═════ WORKING DATA
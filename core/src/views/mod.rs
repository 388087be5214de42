//! Headless feature views.
//!
//! # Design
//! Each view holds its own local state (fetched records, a `FormState`) and
//! takes the `Library` on every call. Instead of rendering or routing, a call
//! returns an `Outcome` telling the host what to do next. Request failures are
//! reported as a single `Notify`; owner-check failures as `Denied` with the
//! route to fall back to. Nothing is retried.

mod account;
mod add_book;
mod borrowed;
mod catalog;
mod comments;
mod details;
mod edit_book;

pub use account::{logout, LoginView, RegisterView};
pub use add_book::AddBookView;
pub use borrowed::BorrowedView;
pub use catalog::{CatalogView, HomeView, LATEST_LIMIT};
pub use comments::CommentsView;
pub use details::DetailsView;
pub use edit_book::EditBookView;

use crate::error::ApiError;
use crate::form::SubmitOutcome;

#[derive(Debug, Clone, PartialEq, Eq)]
pub enum Route {
    Home,
    Catalog,
    Login,
    Register,
    Details(String),
    Edit(String),
    Borrowed,
}

/// What the host should do after a view call.
#[derive(Debug, Clone, PartialEq, Eq)]
pub enum Outcome {
    /// Nothing to do; re-render with the view's current state.
    Stay,
    Navigate(Route),
    /// Show a blocking notification and stay.
    Notify(String),
    /// The user may not do this; show `message` and go to `redirect`.
    Denied { message: String, redirect: Route },
}

/// Map an error to an outcome. Missing sessions go to login, owner-check
/// failures go to `denied`, everything else is a notification.
pub(crate) fn error_outcome(err: ApiError, denied: Route) -> Outcome {
    match err {
        ApiError::NotAuthenticated => Outcome::Navigate(Route::Login),
        ApiError::Forbidden(message) => Outcome::Denied {
            message,
            redirect: denied,
        },
        other => Outcome::Notify(other.to_string()),
    }
}

/// Invalid or duplicate submits stay on the form; finished submits go to
/// `success` or through `error_outcome`.
pub(crate) fn submit_outcome<R>(
    outcome: SubmitOutcome<Result<R, ApiError>>,
    success: Route,
    denied: Route,
) -> Outcome {
    match outcome {
        SubmitOutcome::Invalid | SubmitOutcome::Busy => Outcome::Stay,
        SubmitOutcome::Submitted(Ok(_)) => Outcome::Navigate(success),
        SubmitOutcome::Submitted(Err(e)) => error_outcome(e, denied),
    }
}
//! Authentication state machine over the session store.
//!
//! # Design
//! `AuthCoordinator` is the single owner of the live `Session` and the only
//! writer of the `SessionStore`. It also owns the `Transport`, so views run
//! every request through it and get the token attached without touching the
//! session directly.
//!
//! States are `Anonymous` and `Authenticated`. Register and login only move
//! to `Authenticated` after the returned session has been persisted; any
//! failure leaves the state alone. Logout always ends `Anonymous`, even when
//! the server could not be told.

use serde::Serialize;
use serde_json::Value;
use tracing::{debug, info, warn};

use crate::error::ApiError;
use crate::http::{HttpMethod, HttpRequest, HttpResponse, Transport};
use crate::request::RequestClient;
use crate::session::{KeyValueStore, Session, SessionStore};

#[derive(Debug, Clone, Copy, PartialEq, Eq)]
pub enum AuthState {
    Anonymous,
    Authenticated,
}

#[derive(Serialize)]
struct RegisterBody<'a> {
    username: &'a str,
    email: &'a str,
    password: &'a str,
}

#[derive(Serialize)]
struct LoginBody<'a> {
    email: &'a str,
    password: &'a str,
}

#[derive(Debug)]
pub struct AuthCoordinator<T, S> {
    client: RequestClient,
    transport: T,
    store: SessionStore<S>,
    session: Option<Session>,
}

impl<T: Transport, S: KeyValueStore> AuthCoordinator<T, S> {
    /// Create the coordinator and restore any persisted session.
    pub fn new(client: RequestClient, transport: T, store: SessionStore<S>) -> Self {
        let session = store.load();
        if let Some(s) = &session {
            debug!(user = %s.username, "restored persisted session");
        }
        Self {
            client,
            transport,
            store,
            session,
        }
    }

    pub fn client(&self) -> &RequestClient {
        &self.client
    }

    pub fn transport(&self) -> &T {
        &self.transport
    }

    pub fn store(&self) -> &SessionStore<S> {
        &self.store
    }

    pub fn session(&self) -> Option<&Session> {
        self.session.as_ref()
    }

    pub fn state(&self) -> AuthState {
        if self.is_authenticated() {
            AuthState::Authenticated
        } else {
            AuthState::Anonymous
        }
    }

    pub fn is_authenticated(&self) -> bool {
        self.session.as_ref().is_some_and(|s| !s.access_token.is_empty())
    }

    pub fn user_id(&self) -> Option<&str> {
        self.session.as_ref().map(|s| s.user_id.as_str())
    }

    pub fn access_token(&self) -> Option<&str> {
        self.session
            .as_ref()
            .map(|s| s.access_token.as_str())
            .filter(|t| !t.is_empty())
    }

    pub fn require_token(&self) -> Result<&str, ApiError> {
        self.access_token().ok_or(ApiError::NotAuthenticated)
    }

    /// Whether the current user owns a record with `owner_id`.
    pub fn is_owner(&self, owner_id: &str) -> bool {
        self.user_id().is_some_and(|id| id == owner_id)
    }

    /// Execute a prebuilt request through the owned transport.
    pub fn execute(&self, request: HttpRequest) -> Result<HttpResponse, ApiError> {
        let method = request.method;
        let path = request.path.clone();
        let response = self.transport.execute(request)?;
        debug!(method = method.as_str(), %path, status = response.status, "request completed");
        Ok(response)
    }

    pub fn register(&mut self, username: &str, email: &str, password: &str) -> Result<&Session, ApiError> {
        let body = RegisterBody {
            username,
            email,
            password,
        };
        let request = self
            .client
            .build_request("/users/register", HttpMethod::Post, Some(&body), None)?;
        let session = self.client.parse_as::<Session>(self.execute(request)?)?;
        info!(user = %session.username, "registered");
        self.establish(session)
    }

    pub fn login(&mut self, email: &str, password: &str) -> Result<&Session, ApiError> {
        let body = LoginBody { email, password };
        let request = self
            .client
            .build_request("/users/login", HttpMethod::Post, Some(&body), None)?;
        let session = self.client.parse_as::<Session>(self.execute(request)?)?;
        info!(user = %session.username, "logged in");
        self.establish(session)
    }

    /// Tell the server (best effort) and drop the local session.
    ///
    /// The local session is cleared before this returns in every case; an
    /// `Err` reports only that the server notification or the storage clear
    /// failed.
    pub fn logout(&mut self) -> Result<(), ApiError> {
        let Some(token) = self.access_token().map(str::to_string) else {
            return Ok(());
        };
        let request = self.client.build_empty("/users/logout", HttpMethod::Get, Some(&token));
        let notified = self
            .execute(request)
            .and_then(|response| self.client.parse_response(response).map(|_| ()));
        if let Err(e) = &notified {
            warn!(error = %e, "logout notification failed; clearing session anyway");
        }

        self.session = None;
        self.store.clear()?;
        info!("logged out");
        notified
    }

    /// Check the stored token against the server.
    ///
    /// A 401 or 403 means the token was rejected and the session is
    /// cleared. Any other failure, including a 5xx or a transport error,
    /// leaves the session in place and is returned to the caller.
    pub fn verify(&mut self) -> Result<AuthState, ApiError> {
        let Some(token) = self.access_token().map(str::to_string) else {
            return Ok(AuthState::Anonymous);
        };
        let request = self.client.build_empty("/users/me", HttpMethod::Get, Some(&token));
        let response = self.execute(request)?;
        match self.client.parse_response(response) {
            Ok(_) => Ok(AuthState::Authenticated),
            Err(ApiError::Request { status, message }) if matches!(status, 401 | 403) => {
                warn!(status, %message, "stored token rejected; clearing session");
                self.session = None;
                self.store.clear()?;
                Ok(AuthState::Anonymous)
            }
            Err(e) => Err(e),
        }
    }

    /// Build, execute and parse a request, attaching the token when
    /// `authorized` is set.
    pub fn request<B: Serialize + ?Sized>(
        &self,
        path: &str,
        method: HttpMethod,
        body: Option<&B>,
        authorized: bool,
    ) -> Result<Value, ApiError> {
        let token = if authorized { Some(self.require_token()?) } else { None };
        let request = self.client.build_request(path, method, body, token)?;
        self.client.parse_response(self.execute(request)?)
    }

    fn establish(&mut self, session: Session) -> Result<&Session, ApiError> {
        if session.access_token.is_empty() {
            return Err(ApiError::Deserialization("session without access token".to_string()));
        }
        self.store.save(&session)?;
        Ok(&*self.session.insert(session))
    }
}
══════════
PROMPT » Report every line from the material above that mentions the word "LoginBody".

RESPONSE »
struct LoginBody<'a> {
        let body = LoginBody { email, password };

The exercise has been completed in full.